→ **EXERCISE DIRECTIONS**
Your reply should be made up of every line in the records below that holds the string "acts".

[Dataset items]
+ + + + + + +

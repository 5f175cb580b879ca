//! # Parent Managers
//!
//! Hierarchy resolution shared by roles and resources. A parent manager
//! answers "what are the direct parents of X"; the ancestor closure (X
//! itself followed by every ancestor, breadth first) is computed once here for
//! both entity kinds.
//!
//! ```text
//! editor ──▶ user ──▶ guest
//!    └─────▶ manager
//!
//! ancestors(editor) = [editor, user, manager, guest]
//! ```

use async_trait::async_trait;
use std::collections::{BTreeMap, HashMap, HashSet, VecDeque};
use std::fmt;
use std::marker::PhantomData;

use crate::error::HrbacResult;
use crate::types::{Resource, Role};

/// Serializable snapshot of a hierarchy: entity id to direct parent ids.
pub type ParentTransfer = BTreeMap<String, Vec<String>>;

/// Kind of entity a hierarchy is built over.
pub trait EntityKind: Send + Sync + 'static {
    /// Human-readable kind name, used in logs and errors.
    const LABEL: &'static str;
}

/// Role hierarchy marker.
#[derive(Debug, Clone, Copy, Default, PartialEq, Eq, Hash)]
pub struct RoleKind;

/// Resource hierarchy marker.
#[derive(Debug, Clone, Copy, Default, PartialEq, Eq, Hash)]
pub struct ResourceKind;

impl EntityKind for RoleKind {
    const LABEL: &'static str = "role";
}

impl EntityKind for ResourceKind {
    const LABEL: &'static str = "resource";
}

/// Id extraction for an entity kind.
///
/// Every [`Role`] identifies as a role and every [`Resource`] as a resource,
/// so managers accept ids and domain objects interchangeably.
pub trait Identify<K: EntityKind> {
    /// The id of this entity within hierarchy `K`.
    fn identify(&self) -> &str;
}

impl<T: Role + ?Sized> Identify<RoleKind> for T {
    fn identify(&self) -> &str {
        self.role_id()
    }
}

impl<T: Resource + ?Sized> Identify<ResourceKind> for T {
    fn identify(&self) -> &str {
        self.resource_id()
    }
}

/// Source of direct parents for one hierarchy.
///
/// Implementations backed by an external system report lookup failures as
/// [`HrbacError::ParentLookup`](crate::HrbacError::ParentLookup); unknown ids
/// are not an error and yield `None`.
#[async_trait]
pub trait ParentManager<K: EntityKind>: Send + Sync {
    /// Direct parent ids of `id`, or `None` if the id is unknown.
    async fn get_parents(&self, id: &str) -> HrbacResult<Option<Vec<String>>>;

    /// Breadth-first ancestor closure of `id`, starting with `id` itself.
    ///
    /// Every id appears once, in first-discovery order. Cycles are safe: an
    /// id already visited is skipped when it comes up again.
    async fn get_recursive_parents_of(&self, id: &str) -> HrbacResult<Vec<String>> {
        let mut queue = VecDeque::from([id.to_string()]);
        let mut visited = HashSet::new();
        let mut ancestors = Vec::new();

        while let Some(current) = queue.pop_front() {
            if !visited.insert(current.clone()) {
                continue;
            }
            ancestors.push(current.clone());

            if let Some(parents) = self.get_parents(&current).await? {
                queue.extend(parents);
            }
        }

        tracing::trace!(kind = K::LABEL, id = %id, ancestors = ?ancestors, "Resolved ancestor closure");

        Ok(ancestors)
    }
}

/// In-memory hierarchy.
///
/// Parent lists keep first-seen order and never contain duplicates.
///
/// # Example
///
/// ```
/// use hrbac::StaticRoleManager;
///
/// let mut roles = StaticRoleManager::new();
/// roles.add_parents("editor", ["user", "manager"]);
/// roles.add_parents("editor", ["user"]);
///
/// assert_eq!(roles.parents_of("editor"), Some(&["user".to_string(), "manager".to_string()][..]));
/// assert_eq!(roles.parents_of("admin"), None);
/// ```
pub struct StaticParentManager<K: EntityKind> {
    parents: HashMap<String, Vec<String>>,
    kind: PhantomData<K>,
}

/// In-memory role hierarchy.
pub type StaticRoleManager = StaticParentManager<RoleKind>;

/// In-memory resource hierarchy.
pub type StaticResourceManager = StaticParentManager<ResourceKind>;

impl<K: EntityKind> StaticParentManager<K> {
    /// Create an empty hierarchy.
    pub fn new() -> Self {
        Self {
            parents: HashMap::new(),
            kind: PhantomData,
        }
    }

    /// Union `parents` into the parent list of `entity`.
    ///
    /// The entity is registered even when `parents` is empty.
    pub fn add_parents<E, I>(&mut self, entity: E, parents: I)
    where
        E: Identify<K>,
        I: IntoIterator,
        I::Item: Identify<K>,
    {
        let id = Identify::<K>::identify(&entity).to_string();
        let parents = parents
            .into_iter()
            .map(|parent| Identify::<K>::identify(&parent).to_string());
        self.union_ids(id, parents);
    }

    /// Replace the parent list of `entity`.
    pub fn set_parents<E, I>(&mut self, entity: E, parents: I)
    where
        E: Identify<K>,
        I: IntoIterator,
        I::Item: Identify<K>,
    {
        self.parents.remove(Identify::<K>::identify(&entity));
        self.add_parents(entity, parents);
    }

    fn union_ids(&mut self, id: String, parents: impl IntoIterator<Item = String>) {
        let list = self.parents.entry(id).or_default();

        for parent in parents {
            if !list.contains(&parent) {
                list.push(parent);
            }
        }
    }

    /// Direct parents of `entity`, `None` if it was never registered.
    pub fn parents_of<E: Identify<K>>(&self, entity: E) -> Option<&[String]> {
        self.parents.get(Identify::<K>::identify(&entity)).map(Vec::as_slice)
    }

    /// Check whether `entity` has been registered.
    pub fn contains<E: Identify<K>>(&self, entity: E) -> bool {
        self.parents.contains_key(Identify::<K>::identify(&entity))
    }

    /// Number of registered entities.
    pub fn len(&self) -> usize {
        self.parents.len()
    }

    /// Check if no entity has been registered.
    pub fn is_empty(&self) -> bool {
        self.parents.is_empty()
    }

    /// Snapshot the whole hierarchy.
    pub fn export(&self) -> ParentTransfer {
        self.parents
            .iter()
            .map(|(id, parents)| (id.clone(), parents.clone()))
            .collect()
    }

    /// Load a snapshot, replacing the parents of every entity it names.
    ///
    /// Entities absent from `data` are left untouched.
    pub fn import(&mut self, data: ParentTransfer) {
        let count = data.len();

        for (id, parents) in data {
            self.parents.remove(&id);
            self.union_ids(id, parents);
        }

        tracing::debug!(kind = K::LABEL, entities = count, "Imported hierarchy");
    }
}

impl<K: EntityKind> Default for StaticParentManager<K> {
    fn default() -> Self {
        Self::new()
    }
}

impl<K: EntityKind> Clone for StaticParentManager<K> {
    fn clone(&self) -> Self {
        Self {
            parents: self.parents.clone(),
            kind: PhantomData,
        }
    }
}

impl<K: EntityKind> PartialEq for StaticParentManager<K> {
    fn eq(&self, other: &Self) -> bool {
        self.parents == other.parents
    }
}

impl<K: EntityKind> fmt::Debug for StaticParentManager<K> {
    fn fmt(&self, f: &mut fmt::Formatter<'_>) -> fmt::Result {
        f.debug_struct("StaticParentManager")
            .field("kind", &K::LABEL)
            .field("parents", &self.parents)
            .finish()
    }
}

#[async_trait]
impl<K: EntityKind> ParentManager<K> for StaticParentManager<K> {
    async fn get_parents(&self, id: &str) -> HrbacResult<Option<Vec<String>>> {
        Ok(self.parents.get(id).cloned())
    }
}

/// Hierarchy without parents: every entity is its own only ancestor.
///
/// The default resource manager of the engine, for deployments that do not
/// use resource inheritance.
pub struct FlatParentManager<K: EntityKind> {
    kind: PhantomData<K>,
}

/// Resource manager that disables resource inheritance.
pub type FlatResourceManager = FlatParentManager<ResourceKind>;

impl<K: EntityKind> FlatParentManager<K> {
    /// Create a flat hierarchy.
    pub fn new() -> Self {
        Self { kind: PhantomData }
    }
}

impl<K: EntityKind> Default for FlatParentManager<K> {
    fn default() -> Self {
        Self::new()
    }
}

impl<K: EntityKind> Clone for FlatParentManager<K> {
    fn clone(&self) -> Self {
        Self::new()
    }
}

impl<K: EntityKind> fmt::Debug for FlatParentManager<K> {
    fn fmt(&self, f: &mut fmt::Formatter<'_>) -> fmt::Result {
        f.debug_struct("FlatParentManager").field("kind", &K::LABEL).finish()
    }
}

#[async_trait]
impl<K: EntityKind> ParentManager<K> for FlatParentManager<K> {
    async fn get_parents(&self, _id: &str) -> HrbacResult<Option<Vec<String>>> {
        Ok(None)
    }
}
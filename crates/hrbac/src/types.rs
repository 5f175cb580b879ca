//! # Identity Types
//!
//! Roles and resources are identified by a string id. Applications attach
//! their own fields (an author, an owner) by implementing [`Role`] or
//! [`Resource`] for their own types; the core only ever reads the id, while
//! assertions may downcast to the concrete type.

use std::any::Any;
use std::sync::Arc;

/// Something that acts as a role.
///
/// Bare strings are roles whose id is the string itself.
///
/// # Example
///
/// ```
/// use std::any::Any;
/// use hrbac::Role;
///
/// struct UserRole {
///     user_id: String,
///     role: String,
/// }
///
/// impl Role for UserRole {
///     fn role_id(&self) -> &str {
///         &self.role
///     }
///
///     fn as_any(&self) -> Option<&(dyn Any + 'static)> {
///         Some(self)
///     }
/// }
///
/// let user = UserRole { user_id: "u".into(), role: "user".into() };
/// let role: &dyn Role = &user;
/// assert_eq!(role.role_id(), "user");
/// assert_eq!(role.downcast_ref::<UserRole>().unwrap().user_id, "u");
/// assert_eq!("guest".role_id(), "guest");
/// ```
pub trait Role: Send + Sync {
    /// The role id used for hierarchy and rule lookups.
    fn role_id(&self) -> &str;

    /// Expose the concrete value for downcasting, if the type opts in.
    fn as_any(&self) -> Option<&(dyn Any + 'static)> {
        None
    }
}

/// Something that acts as a resource.
///
/// Bare strings are resources whose id is the string itself.
pub trait Resource: Send + Sync {
    /// The resource id used for hierarchy and rule lookups.
    fn resource_id(&self) -> &str;

    /// Expose the concrete value for downcasting, if the type opts in.
    fn as_any(&self) -> Option<&(dyn Any + 'static)> {
        None
    }
}

impl<'a> dyn Role + 'a {
    /// Downcast to a concrete role type.
    ///
    /// Returns `None` for bare string ids and for types that do not expose
    /// themselves through [`Role::as_any`].
    pub fn downcast_ref<T: Any>(&self) -> Option<&T> {
        self.as_any()?.downcast_ref::<T>()
    }
}

impl<'a> dyn Resource + 'a {
    /// Downcast to a concrete resource type.
    pub fn downcast_ref<T: Any>(&self) -> Option<&T> {
        self.as_any()?.downcast_ref::<T>()
    }
}

impl Role for str {
    fn role_id(&self) -> &str {
        self
    }
}

impl Role for String {
    fn role_id(&self) -> &str {
        self
    }
}

impl<T: Role + ?Sized> Role for &T {
    fn role_id(&self) -> &str {
        (**self).role_id()
    }

    fn as_any(&self) -> Option<&(dyn Any + 'static)> {
        (**self).as_any()
    }
}

impl<T: Role + ?Sized> Role for Arc<T> {
    fn role_id(&self) -> &str {
        (**self).role_id()
    }

    fn as_any(&self) -> Option<&(dyn Any + 'static)> {
        (**self).as_any()
    }
}

impl Resource for str {
    fn resource_id(&self) -> &str {
        self
    }
}

impl Resource for String {
    fn resource_id(&self) -> &str {
        self
    }
}

impl<T: Resource + ?Sized> Resource for &T {
    fn resource_id(&self) -> &str {
        (**self).resource_id()
    }

    fn as_any(&self) -> Option<&(dyn Any + 'static)> {
        (**self).as_any()
    }
}

impl<T: Resource + ?Sized> Resource for Arc<T> {
    fn resource_id(&self) -> &str {
        (**self).resource_id()
    }

    fn as_any(&self) -> Option<&(dyn Any + 'static)> {
        (**self).as_any()
    }
}
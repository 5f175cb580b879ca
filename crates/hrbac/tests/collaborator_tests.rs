//! Tests for caller-supplied collaborators: asynchronous assertions, external
//! parent backends and error propagation out of access checks.

use std::collections::HashMap;
use std::sync::atomic::{AtomicUsize, Ordering};
use std::sync::Arc;

use async_trait::async_trait;
use hrbac::{
    AccessControl, Assert, Assertion, EntityKind, HierarchicalRbac, HrbacError, HrbacResult,
    ParentManager, Resource, Role, RoleKind, Rule, StaticPermissionManager, StaticResourceManager,
    StaticRoleManager,
};

/// Role hierarchy served by a remote directory.
///
/// Lookups yield to the scheduler to behave like a network call, and ids in
/// `unreachable` fail the way a dropped connection would.
struct DirectoryRoleManager {
    parents: HashMap<String, Vec<String>>,
    unreachable: Vec<String>,
    lookups: AtomicUsize,
}

impl DirectoryRoleManager {
    fn new() -> Self {
        let mut parents = HashMap::new();
        parents.insert("editor".to_string(), vec!["user".to_string(), "manager".to_string()]);
        parents.insert("user".to_string(), vec!["guest".to_string()]);
        parents.insert("manager".to_string(), vec!["guest".to_string()]);

        Self {
            parents,
            unreachable: Vec::new(),
            lookups: AtomicUsize::new(0),
        }
    }
}

#[async_trait]
impl ParentManager<RoleKind> for DirectoryRoleManager {
    async fn get_parents(&self, id: &str) -> HrbacResult<Option<Vec<String>>> {
        tokio::task::yield_now().await;
        self.lookups.fetch_add(1, Ordering::SeqCst);

        if self.unreachable.iter().any(|u| u == id) {
            return Err(HrbacError::parent_lookup(RoleKind::LABEL, id, "connection reset"));
        }
        Ok(self.parents.get(id).cloned())
    }
}

/// Comments may be edited by whoever may update the document they belong to.
struct CanUpdateParentDocument;

#[async_trait]
impl Assert for CanUpdateParentDocument {
    async fn assert(
        &self,
        engine: &dyn AccessControl,
        role: &dyn Role,
        _resource: &dyn Resource,
        _privilege: Option<&str>,
    ) -> HrbacResult<bool> {
        engine.is_allowed(role, &"document", Some("update")).await
    }
}

#[tokio::test]
async fn test_external_parent_manager() {
    let roles = DirectoryRoleManager::new();
    assert_eq!(
        roles.get_recursive_parents_of("editor").await.unwrap(),
        vec!["editor", "user", "manager", "guest"]
    );
    // guest appears once even though two paths lead to it
    assert_eq!(roles.lookups.load(Ordering::SeqCst), 4);

    let mut permissions = StaticPermissionManager::new();
    permissions.allow(Rule::new().role("guest").resource("document").privilege("read"));
    let hrbac = HierarchicalRbac::new(roles, permissions);

    assert!(hrbac.is_allowed(&"editor", &"document", Some("read")).await.unwrap());
}

#[tokio::test]
async fn test_parent_lookup_error_propagates() {
    let mut roles = DirectoryRoleManager::new();
    roles.unreachable.push("manager".to_string());

    let mut permissions = StaticPermissionManager::new();
    permissions.allow(Rule::new());
    let hrbac = HierarchicalRbac::new(roles, permissions);

    let err = hrbac.is_allowed(&"editor", &"document", None).await.unwrap_err();
    assert!(err.is_collaborator_error());
    assert_eq!(err.error_code(), "PARENT_LOOKUP_FAILED");
    assert_eq!(err.to_string(), "Parent lookup failed for role 'manager': connection reset");

    // branches that never reach the broken id still resolve
    assert!(hrbac.is_allowed(&"user", &"document", None).await.unwrap());
}

#[tokio::test]
async fn test_async_assertion_consults_engine() {
    let mut roles = StaticRoleManager::new();
    roles.add_parents("editor", ["user"]);

    let mut permissions = StaticPermissionManager::new();
    permissions.allow(Rule::new().role("editor").resource("document").privilege("update"));
    permissions.allow(
        Rule::new()
            .role("user")
            .resource("comment")
            .privilege("edit")
            .assertion(Assertion::from_assert(CanUpdateParentDocument)),
    );
    let hrbac = HierarchicalRbac::new(roles, permissions);

    assert!(hrbac.is_allowed(&"editor", &"comment", Some("edit")).await.unwrap());
    assert!(!hrbac.is_allowed(&"user", &"comment", Some("edit")).await.unwrap());
}

#[tokio::test]
async fn test_assertion_error_is_not_a_deny() {
    let mut permissions = StaticPermissionManager::new();
    permissions.deny(Rule::new());
    permissions.allow(
        Rule::new()
            .role("user")
            .resource("report")
            .assertion(Assertion::fallible(|_, _, resource, _| {
                Err(HrbacError::assertion(format!("no owner recorded for {}", resource.resource_id())))
            })),
    );
    let hrbac = HierarchicalRbac::new(StaticRoleManager::new(), permissions);

    let err = hrbac.is_allowed(&"user", &"report", None).await.unwrap_err();
    assert!(matches!(err, HrbacError::AssertionFailed(ref message) if message == "no owner recorded for report"));

    let err = hrbac.is_denied(&"user", &"report", None).await.unwrap_err();
    assert_eq!(err.error_code(), "ASSERTION_FAILED");

    // other roles never reach the guarded entry
    assert!(hrbac.is_denied(&"guest", &"report", None).await.unwrap());
}

#[tokio::test]
async fn test_assertion_receives_check_arguments() {
    let seen = Arc::new(std::sync::Mutex::new(Vec::new()));
    let recorder = {
        let seen = Arc::clone(&seen);
        Assertion::new(move |_, role, resource, privilege| {
            if let Ok(mut seen) = seen.lock() {
                seen.push(format!(
                    "{}/{}/{}",
                    role.role_id(),
                    resource.resource_id(),
                    privilege.unwrap_or("-")
                ));
            }
            true
        })
    };

    let mut roles = StaticRoleManager::new();
    roles.add_parents("user", ["guest"]);
    let mut permissions = StaticPermissionManager::new();
    permissions.allow(Rule::new().role("guest").assertion(recorder));
    let hrbac = HierarchicalRbac::new(roles, permissions);

    assert!(hrbac.is_allowed(&"user", &"document", Some("read")).await.unwrap());
    assert!(hrbac.is_allowed(&"guest", &"profile", None).await.unwrap());

    // the queried role is passed through, not the ancestor that holds the rule
    assert_eq!(*seen.lock().unwrap(), vec!["user/document/read", "guest/profile/-"]);
}

#[tokio::test]
async fn test_resource_inheritance_with_role_inheritance() {
    let mut roles = StaticRoleManager::new();
    roles.add_parents("editor", ["user"]);

    let mut resources = StaticResourceManager::new();
    resources.add_parents("document-comment", ["document"]);
    resources.add_parents("document", ["content"]);

    let mut permissions = StaticPermissionManager::new();
    permissions.allow(Rule::new().role("user").resource("content").privilege("read"));
    permissions.deny(Rule::new().role("user").resource("document-comment").privilege("read"));
    permissions.allow(Rule::new().role("editor").resource("document").privilege("read"));

    let hrbac = HierarchicalRbac::with_resource_manager(roles, permissions, resources);

    assert!(hrbac.is_allowed(&"user", &"document", Some("read")).await.unwrap());
    assert!(!hrbac.is_allowed(&"user", &"document-comment", Some("read")).await.unwrap());
    assert!(hrbac.is_allowed(&"editor", &"document-comment", Some("read")).await.unwrap());
}
impl StaticPermissionManager {
    /// Create an empty store.
    pub fn new() -> Self {
        Self::default()
    }

    /// Append an allow rule.
    pub fn allow(&mut self, rule: Rule) {
        self.add(AceType::Allow, rule);
    }

    /// Append a deny rule.
    pub fn deny(&mut self, rule: Rule) {
        self.add(AceType::Deny, rule);
    }

    fn add(&mut self, kind: AceType, rule: Rule) {
        self.acls
            .acl_mut(rule.role)
            .add(rule.resource, Ace::new(kind, rule.privileges, rule.assertion));
    }

    /// Read access to the stored rules.
    pub fn acls(&self) -> &Acls {
        &self.acls
    }

    /// Check if no rule has been added.
    pub fn is_empty(&self) -> bool {
        self.acls.is_empty()
    }

    /// Snapshot every rule in storage order.
    pub fn export(&self) -> PermissionTransfer {
        self.acls
            .iter()
            .map(|(role, acl)| {
                let resources = acl
                    .iter()
                    .map(|(resource, aces)| {
                        (
                            resource.map(str::to_string),
                            aces.iter().map(Ace::to_transfer).collect(),
                        )
                    })
                    .collect();
                (role.map(str::to_string), resources)
            })
            .collect()
    }

    /// Replay a snapshot through `allow`/`deny`, appending to existing rules.
    pub fn import(&mut self, data: PermissionTransfer) {
        let mut count = 0usize;

        for (role, resources) in data {
            for (resource, aces) in resources {
                for ace in aces {
                    let kind = ace.kind;
                    self.add(kind, Rule::from_transfer(role.clone(), resource.clone(), ace));
                    count += 1;
                }
            }
        }

        tracing::debug!(entries = count, "Imported permissions");
    }

    fn collect_aces<F>(&self, roles: &[String], matches_resource: F) -> Vec<Ace>
    where
        F: Fn(Option<&str>) -> bool,
    {
        let mut result = Vec::new();

        for (role, acl) in self.acls.iter() {
            let role_matches = match role {
                None => true,
                Some(role) => roles.iter().any(|r| r == role),
            };
            if !role_matches {
                continue;
            }

            for (resource, aces) in acl.iter() {
                if resource.is_none() || matches_resource(resource) {
                    result.extend_from_slice(aces);
                }
            }
        }

        result
    }
}

#[async_trait]
impl PermissionManager for StaticPermissionManager {
    async fn get_aces_for_roles_and_resources(
        &self,
        roles: &[String],
        resources: &[String],
    ) -> HrbacResult<Vec<Ace>> {
        Ok(self.collect_aces(roles, |key| {
            key.map_or(false, |key| resources.iter().any(|r| r == key))
        }))
    }

    async fn get_aces_for_roles_and_resource(
        &self,
        roles: &[String],
        resource: Option<&str>,
    ) -> HrbacResult<Vec<Ace>> {
        Ok(self.collect_aces(roles, |key| key == resource))
    }
}
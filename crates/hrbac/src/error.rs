//! Error types for access control evaluation
//!
//! The core never fails on its own: unknown roles and resources simply match
//! no rule. Errors come from collaborators (assertions, external parent
//! backends, role stores) and from loading configuration.

use thiserror::Error;

/// Access control error types.
#[derive(Debug, Error)]
pub enum HrbacError {
    /// An assertion predicate raised an error instead of returning a verdict
    #[error("Assertion failed: {0}")]
    AssertionFailed(String),

    /// An external parent backend could not resolve the parents of an entity
    #[error("Parent lookup failed for {kind} '{id}': {message}")]
    ParentLookup {
        /// Entity kind ("role" or "resource").
        kind: &'static str,
        /// Id whose parents were requested.
        id: String,
        /// Backend error message.
        message: String,
    },

    /// No role is currently set in the role store
    #[error("No current role")]
    NoCurrentRole,

    /// Configuration error
    #[error("Configuration error: {0}")]
    ConfigError(String),

    /// Serialization error
    #[error("Serialization error: {0}")]
    Serialization(#[from] serde_json::Error),

    /// I/O error
    #[error("I/O error: {0}")]
    Io(#[from] std::io::Error),
}

/// Result type for access control operations.
pub type HrbacResult<T> = Result<T, HrbacError>;

impl HrbacError {
    /// Build an [`HrbacError::AssertionFailed`] from any message.
    pub fn assertion(message: impl Into<String>) -> Self {
        HrbacError::AssertionFailed(message.into())
    }

    /// Build an [`HrbacError::ParentLookup`] for a failed backend call.
    pub fn parent_lookup(kind: &'static str, id: impl Into<String>, message: impl Into<String>) -> Self {
        HrbacError::ParentLookup {
            kind,
            id: id.into(),
            message: message.into(),
        }
    }

    /// Check if this error was raised by caller-supplied code.
    ///
    /// Collaborator errors surface from `is_allowed` unchanged and must be
    /// handled by the caller; they are never turned into a deny.
    pub fn is_collaborator_error(&self) -> bool {
        matches!(
            self,
            HrbacError::AssertionFailed(_) | HrbacError::ParentLookup { .. } | HrbacError::NoCurrentRole
        )
    }

    /// Get error code for API responses.
    pub fn error_code(&self) -> &'static str {
        match self {
            HrbacError::AssertionFailed(_) => "ASSERTION_FAILED",
            HrbacError::ParentLookup { .. } => "PARENT_LOOKUP_FAILED",
            HrbacError::NoCurrentRole => "NO_CURRENT_ROLE",
            HrbacError::ConfigError(_) => "CONFIG_ERROR",
            HrbacError::Serialization(_) => "SERIALIZATION_ERROR",
            HrbacError::Io(_) => "IO_ERROR",
        }
    }
}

+ + + + + + +

→ **EXERCISE SOLUTION**
/// Something that acts as a role.
/// Something that acts as a resource.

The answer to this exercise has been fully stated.